• **Goal of the exercise**: Show, from the entries below, every line in which "Option" appears.

• **Source data**:
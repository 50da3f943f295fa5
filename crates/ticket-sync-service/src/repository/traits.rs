//! 仓储 Trait 定义
//!
//! 服务层只依赖这些抽象。Postgres 与内存两套实现语义一致：
//! 插入以唯一键判重，更新以版本号做条件写入。

use async_trait::async_trait;
use chrono::{DateTime, Utc};
use uuid::Uuid;

use crate::error::Result;
use crate::models::{
    NewWebhookLog, Platform, PlatformLink, SalesAggregate, SyncCheckpoint, TicketSale, WebhookLog,
    WebhookLogFilter,
};

/// 销售记录仓储
#[cfg_attr(test, mockall::automock)]
#[async_trait]
pub trait TicketSaleRepositoryTrait: Send + Sync {
    async fn find_by_key(&self, platform: Platform, order_id: &str) -> Result<Option<TicketSale>>;

    /// 唯一键不存在时插入，返回落库后的记录（version = 1）；已存在时返回 None
    async fn insert_if_absent(&self, sale: &TicketSale) -> Result<Option<TicketSale>>;

    /// 仅当存储中的版本等于 `sale.version` 时写入，写入后版本 +1；版本不符返回 None
    async fn update_if_version(&self, sale: &TicketSale) -> Result<Option<TicketSale>>;

    async fn list_by_event(&self, internal_event_id: Uuid) -> Result<Vec<TicketSale>>;

    /// 按平台、状态分组统计某本地活动的销售
    async fn aggregate_for_event(&self, internal_event_id: Uuid) -> Result<Vec<SalesAggregate>>;
}

/// 平台活动关联仓储
#[cfg_attr(test, mockall::automock)]
#[async_trait]
pub trait PlatformLinkRepositoryTrait: Send + Sync {
    async fn find(&self, platform: Platform, external_event_id: &str)
    -> Result<Option<PlatformLink>>;

    async fn list_by_platform(&self, platform: Platform) -> Result<Vec<PlatformLink>>;

    async fn mark_webhook_received(&self, id: i64, at: DateTime<Utc>) -> Result<()>;

    async fn mark_synced(&self, id: i64, at: DateTime<Utc>) -> Result<()>;
}

/// Webhook 审计日志仓储（只追加）
#[cfg_attr(test, mockall::automock)]
#[async_trait]
pub trait WebhookLogRepositoryTrait: Send + Sync {
    async fn append(&self, log: &NewWebhookLog) -> Result<WebhookLog>;

    async fn get(&self, id: i64) -> Result<Option<WebhookLog>>;

    /// 按接收时间倒序
    async fn list(&self, filter: &WebhookLogFilter) -> Result<Vec<WebhookLog>>;

    async fn count(&self, filter: &WebhookLogFilter) -> Result<i64>;
}

/// 轮询断点仓储
#[cfg_attr(test, mockall::automock)]
#[async_trait]
pub trait CheckpointRepositoryTrait: Send + Sync {
    async fn get(&self, platform: Platform, external_event_id: &str)
    -> Result<Option<SyncCheckpoint>>;

    async fn save(&self, platform: Platform, external_event_id: &str, next_page: i32) -> Result<()>;

    async fn clear(&self, platform: Platform, external_event_id: &str) -> Result<()>;
}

• **Task output**:
    async fn find_by_key(&self, platform: Platform, order_id: &str) -> Result<Option<TicketSale>>;
    async fn insert_if_absent(&self, sale: &TicketSale) -> Result<Option<TicketSale>>;
    async fn update_if_version(&self, sale: &TicketSale) -> Result<Option<TicketSale>>;
    -> Result<Option<PlatformLink>>;
    async fn get(&self, id: i64) -> Result<Option<WebhookLog>>;
    -> Result<Option<SyncCheckpoint>>;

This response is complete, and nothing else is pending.